Last January, I also started selling my prints online and donating at least 50% of the proceeds to the Stephen Lewis Foundation. I've donated more than $200 now from the sale of my prints.
Last Friday I got the following message from the foundation:
It is said that the international financial turmoil will undermine the work of agencies like ours. Supposedly there’ll be no money around for charitable purposes. My colleagues and I refuse to accept that. We work from the premise that the struggle against AIDS will not be sacrificed on the altar of financial turbulence.It makes sense to me that charitable organizations could be among the worst hit by the global financial downturn. And it makes even more sense to me that we not let it. (So c'mon, buy a print or a calendar? They make great gifts! Or how about just donate to a charity you believe in...)

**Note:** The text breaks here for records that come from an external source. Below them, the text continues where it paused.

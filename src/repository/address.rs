use diesel::prelude::*;

use crate::{
    domain::address::{Address as DomainAddress, NewAddress as DomainNewAddress},
    models::address::{Address as DbAddress, NewAddress as DbNewAddress},
    repository::errors::RepositoryResult,
    repository::{AddressReader, AddressWriter, DieselRepository},
};

impl AddressReader for DieselRepository {
    fn get_address_by_id(&self, id: i32, user_id: i32) -> RepositoryResult<Option<DomainAddress>> {
        use crate::schema::addresses;

        let mut conn = self.conn()?;
        let address = addresses::table
            .filter(addresses::id.eq(id))
            .filter(addresses::user_id.eq(user_id))
            .first::<DbAddress>(&mut conn)
            .optional()?;

        Ok(address.map(Into::into))
    }
}

impl AddressWriter for DieselRepository {
    fn create_address(&self, new_address: &DomainNewAddress) -> RepositoryResult<DomainAddress> {
        use crate::schema::addresses;

        let mut conn = self.conn()?;
        let created = diesel::insert_into(addresses::table)
            .values(&DbNewAddress::from(new_address))
            .get_result::<DbAddress>(&mut conn)?;

        Ok(created.into())
    }
}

So we’re defying the odds. And we’re asking you to do the same. In fact, we’re asking you to do more. We’re asking you to join us in a new fundraising campaign called “TURNING THE TIDE”.
It’s our conviction that so much has been accomplished on the ground in Africa, for grandmothers and orphans and women in particular, that if we can fund every worthy proposal, we can turn the tide of the AIDS pandemic at the grassroots.
People will say that the timing is all wrong. We say, to the devil with the timing. We’re on the cusp of bringing hope to thousands upon thousands of people living with HIV/AIDS. Please join us.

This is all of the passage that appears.